[[ Materials provided open ]]
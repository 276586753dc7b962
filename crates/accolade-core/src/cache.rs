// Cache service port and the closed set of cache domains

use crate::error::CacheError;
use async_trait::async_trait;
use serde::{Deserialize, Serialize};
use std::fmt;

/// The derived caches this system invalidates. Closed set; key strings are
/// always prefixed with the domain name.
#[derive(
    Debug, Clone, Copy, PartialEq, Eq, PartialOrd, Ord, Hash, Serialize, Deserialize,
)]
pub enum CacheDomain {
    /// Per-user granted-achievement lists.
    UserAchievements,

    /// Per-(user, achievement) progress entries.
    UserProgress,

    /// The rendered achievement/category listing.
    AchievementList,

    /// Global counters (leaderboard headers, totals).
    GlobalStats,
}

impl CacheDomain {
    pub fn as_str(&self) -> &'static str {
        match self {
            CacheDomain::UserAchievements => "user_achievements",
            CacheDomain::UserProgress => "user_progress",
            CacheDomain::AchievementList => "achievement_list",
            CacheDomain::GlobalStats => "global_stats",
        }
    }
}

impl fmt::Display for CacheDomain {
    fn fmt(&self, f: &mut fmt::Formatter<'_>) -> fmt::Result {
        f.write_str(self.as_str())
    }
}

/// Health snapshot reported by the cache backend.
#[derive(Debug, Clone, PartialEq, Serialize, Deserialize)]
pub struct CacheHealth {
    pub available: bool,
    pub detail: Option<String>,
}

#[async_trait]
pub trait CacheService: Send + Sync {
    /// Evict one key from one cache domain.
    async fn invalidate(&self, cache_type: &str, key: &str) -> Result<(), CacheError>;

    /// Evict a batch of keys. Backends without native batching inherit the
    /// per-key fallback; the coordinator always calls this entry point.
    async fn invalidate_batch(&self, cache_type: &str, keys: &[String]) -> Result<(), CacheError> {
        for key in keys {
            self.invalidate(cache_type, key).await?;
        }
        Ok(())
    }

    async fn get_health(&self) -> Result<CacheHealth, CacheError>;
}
[[ Materials provided closed ]]
[[ Materials provided open ]]
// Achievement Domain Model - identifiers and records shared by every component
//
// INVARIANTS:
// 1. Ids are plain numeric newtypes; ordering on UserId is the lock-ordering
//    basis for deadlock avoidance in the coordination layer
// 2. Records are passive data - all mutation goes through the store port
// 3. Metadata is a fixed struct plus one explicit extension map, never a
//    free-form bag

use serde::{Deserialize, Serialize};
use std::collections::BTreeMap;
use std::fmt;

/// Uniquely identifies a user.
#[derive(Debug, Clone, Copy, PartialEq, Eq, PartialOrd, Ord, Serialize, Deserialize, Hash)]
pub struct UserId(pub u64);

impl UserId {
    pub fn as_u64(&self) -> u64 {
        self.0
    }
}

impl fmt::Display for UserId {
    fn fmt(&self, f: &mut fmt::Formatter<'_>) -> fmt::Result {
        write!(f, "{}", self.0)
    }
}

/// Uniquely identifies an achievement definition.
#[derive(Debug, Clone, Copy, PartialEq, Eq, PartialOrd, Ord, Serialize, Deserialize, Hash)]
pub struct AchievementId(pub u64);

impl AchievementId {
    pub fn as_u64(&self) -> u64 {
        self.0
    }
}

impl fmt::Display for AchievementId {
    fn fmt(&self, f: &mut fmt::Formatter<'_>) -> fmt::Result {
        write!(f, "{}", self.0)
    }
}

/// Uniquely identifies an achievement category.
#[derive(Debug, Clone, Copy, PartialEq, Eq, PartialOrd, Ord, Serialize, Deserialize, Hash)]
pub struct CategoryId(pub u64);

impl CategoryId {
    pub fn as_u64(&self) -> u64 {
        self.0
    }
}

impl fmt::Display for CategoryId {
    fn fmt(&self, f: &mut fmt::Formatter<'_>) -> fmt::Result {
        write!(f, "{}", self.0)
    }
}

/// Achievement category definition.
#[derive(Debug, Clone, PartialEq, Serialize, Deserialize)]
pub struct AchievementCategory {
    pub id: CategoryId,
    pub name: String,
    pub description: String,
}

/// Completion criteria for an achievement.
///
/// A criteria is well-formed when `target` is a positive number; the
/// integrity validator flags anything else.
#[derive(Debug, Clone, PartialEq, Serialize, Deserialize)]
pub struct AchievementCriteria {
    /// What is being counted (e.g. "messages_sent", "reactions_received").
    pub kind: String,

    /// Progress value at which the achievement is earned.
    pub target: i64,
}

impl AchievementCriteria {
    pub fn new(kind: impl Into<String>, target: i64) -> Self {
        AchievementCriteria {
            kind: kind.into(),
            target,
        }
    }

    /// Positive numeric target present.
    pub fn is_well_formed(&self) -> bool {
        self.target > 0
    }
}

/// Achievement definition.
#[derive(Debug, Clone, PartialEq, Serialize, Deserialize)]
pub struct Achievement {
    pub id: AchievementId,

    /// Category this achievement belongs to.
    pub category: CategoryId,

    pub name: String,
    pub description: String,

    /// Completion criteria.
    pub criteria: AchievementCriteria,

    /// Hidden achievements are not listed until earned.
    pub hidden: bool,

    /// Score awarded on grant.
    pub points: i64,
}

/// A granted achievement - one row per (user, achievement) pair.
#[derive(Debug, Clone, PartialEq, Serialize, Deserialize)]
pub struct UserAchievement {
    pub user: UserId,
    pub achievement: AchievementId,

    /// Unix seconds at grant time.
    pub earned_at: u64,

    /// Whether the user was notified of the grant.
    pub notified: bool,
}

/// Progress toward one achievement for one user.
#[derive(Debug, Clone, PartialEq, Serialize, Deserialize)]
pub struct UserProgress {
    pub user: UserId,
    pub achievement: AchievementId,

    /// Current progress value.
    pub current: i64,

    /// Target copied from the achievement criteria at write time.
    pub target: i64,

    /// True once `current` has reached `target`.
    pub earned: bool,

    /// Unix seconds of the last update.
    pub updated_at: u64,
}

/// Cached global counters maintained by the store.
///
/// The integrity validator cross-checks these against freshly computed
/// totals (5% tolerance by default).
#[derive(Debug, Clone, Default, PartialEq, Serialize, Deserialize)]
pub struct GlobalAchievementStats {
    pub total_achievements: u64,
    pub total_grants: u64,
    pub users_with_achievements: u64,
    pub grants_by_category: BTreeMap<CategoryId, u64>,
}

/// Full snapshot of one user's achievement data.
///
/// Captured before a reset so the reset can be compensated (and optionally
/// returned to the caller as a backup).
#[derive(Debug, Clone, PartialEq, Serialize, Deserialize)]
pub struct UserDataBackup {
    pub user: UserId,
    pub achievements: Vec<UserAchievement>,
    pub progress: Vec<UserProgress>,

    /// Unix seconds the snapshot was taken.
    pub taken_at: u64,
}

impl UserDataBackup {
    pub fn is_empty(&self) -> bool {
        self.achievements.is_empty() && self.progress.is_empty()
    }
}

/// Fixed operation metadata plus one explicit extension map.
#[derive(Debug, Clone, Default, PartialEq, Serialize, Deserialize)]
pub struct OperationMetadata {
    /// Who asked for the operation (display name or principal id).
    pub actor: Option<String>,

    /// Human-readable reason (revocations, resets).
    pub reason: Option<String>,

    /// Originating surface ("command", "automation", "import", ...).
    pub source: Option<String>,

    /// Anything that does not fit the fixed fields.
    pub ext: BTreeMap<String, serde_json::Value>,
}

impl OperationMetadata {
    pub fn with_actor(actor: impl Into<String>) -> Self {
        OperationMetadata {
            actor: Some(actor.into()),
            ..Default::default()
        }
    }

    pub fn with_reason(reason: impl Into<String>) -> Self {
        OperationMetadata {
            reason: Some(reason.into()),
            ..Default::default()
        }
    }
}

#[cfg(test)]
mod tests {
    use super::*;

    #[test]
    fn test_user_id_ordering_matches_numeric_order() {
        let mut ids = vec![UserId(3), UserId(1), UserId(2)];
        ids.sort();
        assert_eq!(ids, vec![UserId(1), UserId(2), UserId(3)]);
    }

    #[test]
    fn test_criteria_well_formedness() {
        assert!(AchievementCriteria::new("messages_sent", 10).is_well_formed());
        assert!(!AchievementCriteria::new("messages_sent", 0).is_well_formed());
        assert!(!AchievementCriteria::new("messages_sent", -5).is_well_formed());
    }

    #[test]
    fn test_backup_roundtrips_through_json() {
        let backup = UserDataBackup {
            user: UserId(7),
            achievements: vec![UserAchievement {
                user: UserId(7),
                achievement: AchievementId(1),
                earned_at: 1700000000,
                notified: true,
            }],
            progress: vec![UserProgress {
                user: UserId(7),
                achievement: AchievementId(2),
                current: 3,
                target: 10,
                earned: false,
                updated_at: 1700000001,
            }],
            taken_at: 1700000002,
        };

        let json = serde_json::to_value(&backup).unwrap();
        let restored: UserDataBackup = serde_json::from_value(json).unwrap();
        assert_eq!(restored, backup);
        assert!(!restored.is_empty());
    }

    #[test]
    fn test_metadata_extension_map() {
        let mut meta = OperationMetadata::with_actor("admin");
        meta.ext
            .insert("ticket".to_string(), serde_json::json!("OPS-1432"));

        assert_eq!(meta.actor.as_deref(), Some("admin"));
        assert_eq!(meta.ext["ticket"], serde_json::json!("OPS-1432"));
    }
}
[[ Materials provided closed ]]
[[ Materials provided open ]]
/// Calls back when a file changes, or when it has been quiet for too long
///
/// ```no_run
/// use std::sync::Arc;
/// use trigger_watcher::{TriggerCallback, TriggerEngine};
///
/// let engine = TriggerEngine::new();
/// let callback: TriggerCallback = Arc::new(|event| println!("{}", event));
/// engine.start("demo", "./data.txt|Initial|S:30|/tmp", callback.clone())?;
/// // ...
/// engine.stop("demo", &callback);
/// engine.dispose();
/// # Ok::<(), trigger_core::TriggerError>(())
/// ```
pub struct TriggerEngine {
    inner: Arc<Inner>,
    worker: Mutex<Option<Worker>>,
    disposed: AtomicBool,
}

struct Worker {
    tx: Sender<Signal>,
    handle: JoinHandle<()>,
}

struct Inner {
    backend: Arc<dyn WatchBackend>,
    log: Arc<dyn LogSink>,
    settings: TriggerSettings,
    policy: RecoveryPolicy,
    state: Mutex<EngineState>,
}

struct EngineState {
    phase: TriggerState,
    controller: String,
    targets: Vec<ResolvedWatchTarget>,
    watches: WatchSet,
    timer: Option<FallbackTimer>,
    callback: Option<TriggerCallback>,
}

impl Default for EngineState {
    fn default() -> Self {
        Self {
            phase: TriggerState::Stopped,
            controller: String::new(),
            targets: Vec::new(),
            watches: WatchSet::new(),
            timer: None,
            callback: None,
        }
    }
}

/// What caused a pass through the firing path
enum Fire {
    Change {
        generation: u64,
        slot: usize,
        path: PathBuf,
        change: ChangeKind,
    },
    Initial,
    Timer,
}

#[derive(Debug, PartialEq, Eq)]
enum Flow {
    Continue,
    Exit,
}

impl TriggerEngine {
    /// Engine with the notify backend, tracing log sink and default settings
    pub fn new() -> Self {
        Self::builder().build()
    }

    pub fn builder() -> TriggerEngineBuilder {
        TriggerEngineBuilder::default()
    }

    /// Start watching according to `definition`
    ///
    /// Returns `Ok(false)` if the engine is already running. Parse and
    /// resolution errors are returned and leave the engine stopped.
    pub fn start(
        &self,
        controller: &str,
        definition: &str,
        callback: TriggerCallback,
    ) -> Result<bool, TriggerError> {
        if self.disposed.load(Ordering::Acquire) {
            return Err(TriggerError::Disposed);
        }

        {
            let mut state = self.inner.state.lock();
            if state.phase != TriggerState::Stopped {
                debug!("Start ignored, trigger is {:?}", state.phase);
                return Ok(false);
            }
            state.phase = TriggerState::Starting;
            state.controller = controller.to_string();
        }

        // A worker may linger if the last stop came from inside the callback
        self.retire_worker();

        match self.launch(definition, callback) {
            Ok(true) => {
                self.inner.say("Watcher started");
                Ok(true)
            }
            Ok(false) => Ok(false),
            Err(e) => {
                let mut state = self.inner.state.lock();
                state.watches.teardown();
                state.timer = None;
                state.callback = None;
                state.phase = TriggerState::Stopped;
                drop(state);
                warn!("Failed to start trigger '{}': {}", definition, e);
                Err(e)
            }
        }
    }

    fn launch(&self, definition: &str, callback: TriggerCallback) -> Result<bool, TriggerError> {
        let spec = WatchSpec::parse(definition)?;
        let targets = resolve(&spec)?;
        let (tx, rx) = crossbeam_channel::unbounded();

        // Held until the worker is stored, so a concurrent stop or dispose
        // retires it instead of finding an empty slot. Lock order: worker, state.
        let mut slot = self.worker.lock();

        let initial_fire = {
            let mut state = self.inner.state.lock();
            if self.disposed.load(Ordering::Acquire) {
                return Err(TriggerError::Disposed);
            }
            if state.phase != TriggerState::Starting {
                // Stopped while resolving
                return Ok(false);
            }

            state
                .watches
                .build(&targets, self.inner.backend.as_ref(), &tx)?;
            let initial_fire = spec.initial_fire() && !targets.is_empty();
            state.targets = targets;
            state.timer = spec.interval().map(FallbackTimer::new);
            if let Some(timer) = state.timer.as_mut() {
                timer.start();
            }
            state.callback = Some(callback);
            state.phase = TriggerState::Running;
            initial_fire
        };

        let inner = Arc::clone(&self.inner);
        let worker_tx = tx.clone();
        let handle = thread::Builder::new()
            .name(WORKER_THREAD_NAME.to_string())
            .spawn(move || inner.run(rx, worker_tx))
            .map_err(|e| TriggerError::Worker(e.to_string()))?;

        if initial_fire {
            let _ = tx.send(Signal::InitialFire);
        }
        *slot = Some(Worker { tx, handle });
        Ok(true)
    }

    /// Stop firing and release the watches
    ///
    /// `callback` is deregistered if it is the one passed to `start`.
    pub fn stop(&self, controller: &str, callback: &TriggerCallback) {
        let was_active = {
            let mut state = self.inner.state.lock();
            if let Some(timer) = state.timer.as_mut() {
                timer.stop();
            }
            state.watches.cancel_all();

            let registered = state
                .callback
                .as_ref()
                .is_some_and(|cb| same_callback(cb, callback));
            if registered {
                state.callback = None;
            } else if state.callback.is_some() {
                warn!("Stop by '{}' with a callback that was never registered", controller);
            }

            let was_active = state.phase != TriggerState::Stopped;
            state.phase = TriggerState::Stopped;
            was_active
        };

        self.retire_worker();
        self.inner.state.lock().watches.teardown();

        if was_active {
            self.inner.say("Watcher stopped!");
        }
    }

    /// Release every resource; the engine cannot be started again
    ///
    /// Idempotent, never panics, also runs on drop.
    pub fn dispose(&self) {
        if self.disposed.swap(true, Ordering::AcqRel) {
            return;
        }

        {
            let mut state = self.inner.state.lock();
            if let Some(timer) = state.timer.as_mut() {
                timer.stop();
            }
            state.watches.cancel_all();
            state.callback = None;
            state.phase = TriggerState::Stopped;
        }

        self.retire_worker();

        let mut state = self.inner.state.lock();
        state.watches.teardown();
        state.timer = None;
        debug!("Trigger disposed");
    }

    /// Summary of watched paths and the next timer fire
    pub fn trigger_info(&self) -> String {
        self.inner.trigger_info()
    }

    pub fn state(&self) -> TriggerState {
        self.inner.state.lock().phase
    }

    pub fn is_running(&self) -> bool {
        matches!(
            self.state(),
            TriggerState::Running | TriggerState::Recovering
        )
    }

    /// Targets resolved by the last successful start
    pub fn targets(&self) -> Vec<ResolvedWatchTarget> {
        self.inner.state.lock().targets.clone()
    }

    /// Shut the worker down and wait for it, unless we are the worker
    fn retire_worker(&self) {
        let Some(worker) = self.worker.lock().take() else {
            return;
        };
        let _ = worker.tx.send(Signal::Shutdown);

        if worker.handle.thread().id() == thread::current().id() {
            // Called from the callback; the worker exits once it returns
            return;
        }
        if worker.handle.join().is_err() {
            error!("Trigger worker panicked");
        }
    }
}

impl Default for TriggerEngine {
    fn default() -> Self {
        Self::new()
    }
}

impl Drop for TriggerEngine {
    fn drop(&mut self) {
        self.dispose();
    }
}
[[ Materials provided closed ]]
**Brief**
Tally the lines above that hold "AchievementCriteria" and write the result as a lone number.

**Result of the task**
7